Like most first generation punk bands, The Damned are in the midst of their 40th Anniversary tour. Front man Dave Vanian tells us about the music industry today and what’s next for The Damned.

I saw you a couple of weeks ago and noticed that your set today seemed very different. How do you keep your gigs so fresh?

We change it around all the time. That keeps us on our toes.

How do you manage to remember all the changes?

There has been times when I haven’t and I’ll be like “lalala” and no one will notice. But generally, I’m pretty good. I mean, it’s amazing, you write the lyrics yourself and you still forget. We did have some songs that we hadn’t played for years on auto-cues. Someone said, “Oh don’t worry, we’ll put the lyrics on auto-cue”. And I’m looking at them and they’re all wrong! I’m singing the right words and all these wrong bloody words are coming up. So, you just have to remember them.

Lets talk about your style…

Well, I do love clothes. They’re all clothes that I wear normally. For the last three months we’ve been on tour I’ve been wearing frock coats, my collars and scarves and stuff. But it’s too warm for that today.

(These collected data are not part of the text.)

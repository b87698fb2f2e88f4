//! Single-pass, pull-based sequences used for lazy traces.
//!
//! A [`Producer`] yields `Result<T>` items until it reports the end. It can
//! be iterated exactly once: after it returns `None`, or after it yields an
//! error, every further call returns `None`. Consumers that need several
//! passes must collect it first.
//!
//! Producers are composed from two building blocks:
//!
//! - [`Deferred`]: runs a fallible constructor on the first pull (deep loading
//!   uses it to open and decode a referenced file only when reached);
//! - [`Concat`]: drains a lazily supplied sequence of producers one after the
//!   other, holding at most one of them open at a time.

use std::fmt;
use std::iter::FusedIterator;

use tracing::trace;

use crate::error::Result;

type BoxIter<T> = Box<dyn Iterator<Item = Result<T>> + Send>;

/// Type-erased single-pass sequence of `Result<T>`.
///
/// The underlying iterator is dropped as soon as it ends or fails, which
/// releases any file buffers it holds.
pub struct Producer<T> {
    inner: Option<BoxIter<T>>,
}

impl<T: Send + 'static> Producer<T> {
    /// Wrap any fallible iterator.
    pub fn new<I>(iter: I) -> Self
    where
        I: Iterator<Item = Result<T>> + Send + 'static,
    {
        Self {
            inner: Some(Box::new(iter)),
        }
    }

    /// Yield the elements of an already materialized vector.
    #[must_use]
    pub fn from_vec(items: Vec<T>) -> Self {
        Self::new(items.into_iter().map(Ok))
    }

    /// Build the real producer on first pull; see [`Deferred`].
    pub fn deferred<F>(make: F) -> Self
    where
        F: FnOnce() -> Result<Self> + Send + 'static,
    {
        Self::new(Deferred::new(make))
    }

    /// Chain producers end to end; see [`Concat`].
    pub fn concat<I>(parts: I) -> Self
    where
        I: IntoIterator<Item = Self>,
        I::IntoIter: Send + 'static,
    {
        Self::new(Concat::new(parts))
    }
}

impl<T> Producer<T> {
    /// A producer that is already at its end.
    #[must_use]
    pub const fn empty() -> Self {
        Self { inner: None }
    }

    /// Whether the producer has ended (or failed). A `false` result does not
    /// guarantee that another item follows.
    #[must_use]
    pub const fn is_exhausted(&self) -> bool {
        self.inner.is_none()
    }
}

impl<T> Iterator for Producer<T> {
    type Item = Result<T>;

    fn next(&mut self) -> Option<Self::Item> {
        let inner = self.inner.as_mut()?;
        match inner.next() {
            Some(Ok(item)) => Some(Ok(item)),
            Some(Err(e)) => {
                self.inner = None;
                Some(Err(e))
            }
            None => {
                self.inner = None;
                None
            }
        }
    }
}

impl<T> FusedIterator for Producer<T> {}

impl<T> Default for Producer<T> {
    fn default() -> Self {
        Self::empty()
    }
}

impl<T: Send + 'static> From<Vec<T>> for Producer<T> {
    fn from(items: Vec<T>) -> Self {
        Self::from_vec(items)
    }
}

impl<T> fmt::Debug for Producer<T> {
    fn fmt(&self, f: &mut fmt::Formatter<'_>) -> fmt::Result {
        f.debug_struct("Producer")
            .field("exhausted", &self.is_exhausted())
            .finish_non_exhaustive()
    }
}

/* ---------------- Deferred ---------------- */

type Make<T> = Box<dyn FnOnce() -> Result<Producer<T>> + Send>;

/// Producer whose contents are built on the first pull.
///
/// If construction fails, the error is the first and only item. Single-pass.
pub enum Deferred<T> {
    /// Not pulled yet.
    Pending(Make<T>),
    /// Constructed and being drained.
    Running(Producer<T>),
    /// Ended or failed.
    Done,
}

impl<T> Deferred<T> {
    /// Defer `make` until the first call to `next`.
    pub fn new<F>(make: F) -> Self
    where
        F: FnOnce() -> Result<Producer<T>> + Send + 'static,
    {
        Self::Pending(Box::new(make))
    }
}

impl<T> Iterator for Deferred<T> {
    type Item = Result<T>;

    fn next(&mut self) -> Option<Self::Item> {
        loop {
            match std::mem::replace(self, Self::Done) {
                Self::Pending(make) => match make() {
                    Ok(p) => *self = Self::Running(p),
                    Err(e) => return Some(Err(e)),
                },
                Self::Running(mut p) => {
                    let item = p.next();
                    if item.is_some() {
                        *self = Self::Running(p);
                    }
                    return item;
                }
                Self::Done => return None,
            }
        }
    }
}

impl<T> FusedIterator for Deferred<T> {}

/* ---------------- Concat ---------------- */

/// Concatenation of a lazily supplied sequence of producers.
///
/// Parts are pulled from `rest` only once the current part has ended, so at
/// most one part is open at any time. The first error ends the whole
/// concatenation. Single-pass.
pub struct Concat<T> {
    current: Option<Producer<T>>,
    rest: Option<Box<dyn Iterator<Item = Producer<T>> + Send>>,
}

impl<T> Concat<T> {
    /// Concatenate `parts` in order.
    pub fn new<I>(parts: I) -> Self
    where
        I: IntoIterator<Item = Producer<T>>,
        I::IntoIter: Send + 'static,
    {
        Self {
            current: None,
            rest: Some(Box::new(parts.into_iter())),
        }
    }
}

impl<T> Iterator for Concat<T> {
    type Item = Result<T>;

    fn next(&mut self) -> Option<Self::Item> {
        loop {
            if let Some(cur) = self.current.as_mut() {
                match cur.next() {
                    Some(Ok(item)) => return Some(Ok(item)),
                    Some(Err(e)) => {
                        self.current = None;
                        self.rest = None;
                        return Some(Err(e));
                    }
                    None => self.current = None,
                }
            }
            match self.rest.as_mut().and_then(Iterator::next) {
                Some(part) => self.current = Some(part),
                None => {
                    self.rest = None;
                    return None;
                }
            }
            trace!("concat: advancing to next part");
        }
    }
}

impl<T> FusedIterator for Concat<T> {}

Everyone in the band seems to have their own style too. Is it the same when it comes to musical inspiration?

Well, there’s a bunch of songwriters in the Band. It’s not just one viewpoint but everybody in the band has different things they like and different music they listen to. I mean Captain comes from a Prog rock era… Marc Bolan- the glam era. Brian James and myself have some in common like The Stooges. I listen to ’60s music- anything that’s good basically. It’s quite eclectic. Recently I was looking at the CDs I have and I realised that three quarters of the CDs are all soundtracks with just music and no singing. Quite ironic that I’m a singer.

It is! Has it always been that way?

It changes. Obviously, I mean some things have changed. Feelings, emotions, love, hate… whatever, that’s all the same. The whole world’s changed since we first started. If you want to find out about something, some obscure film or something, you can just fire it up and there it is. We used to have to look for that stuff or even find somebody who is interested in the same things. It’s a lot easier now. I don’t know if it’s made it any better. I think something that grows organically is quite Interesting. You know, give it some time.

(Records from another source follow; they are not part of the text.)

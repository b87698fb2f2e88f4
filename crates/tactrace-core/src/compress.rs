//! zstd adapter: the only place that touches the compression crate.

use std::io::{self, BufReader, Read, Write};

/// Compression level used when none is configured.
pub const DEFAULT_LEVEL: i32 = 3;

/// Streaming decompressor over `reader`.
pub fn decoder<'a, R: Read>(reader: R) -> io::Result<zstd::stream::read::Decoder<'a, BufReader<R>>> {
    zstd::stream::read::Decoder::new(reader)
}

/// Streaming compressor into `writer`. Call `finish` to write the frame end.
pub fn encoder<'a, W: Write>(writer: W, level: i32) -> io::Result<zstd::stream::write::Encoder<'a, W>> {
    zstd::stream::write::Encoder::new(writer, level)
}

So with today’s technology, do you think if The Damned began today, you’d be the same band?

I think we’d be the same band but we’d utilize all the things you can use. I mean, that would be the way that we would go. But now, if you are a band and 19/20 years old, it’s much easier to record, much easier to be seen by people. When we started, everything had to be paid for. You couldn’t record at home. It wasn’t possible. You might get one track or a stereo recording, that’s about it. And anywhere else you had to pay a fortune. Now you can put it on YouTube and people see it. It’s a difficult thing to get paid for. Because if you give it all away… Obviously, all the bands back then, from the beginning till now, will have had to go on some sort of pub circuit, rely on word of mouth and hopefully someone will write about it. Whereas now someone can write a song, record it in their bedroom then someone in Argentina, someone in New York, someone in Japan can see it. That was unheard of in those days. We would have utilised all of that.

I guess it would have came in handy when you had issues with labels back in the day.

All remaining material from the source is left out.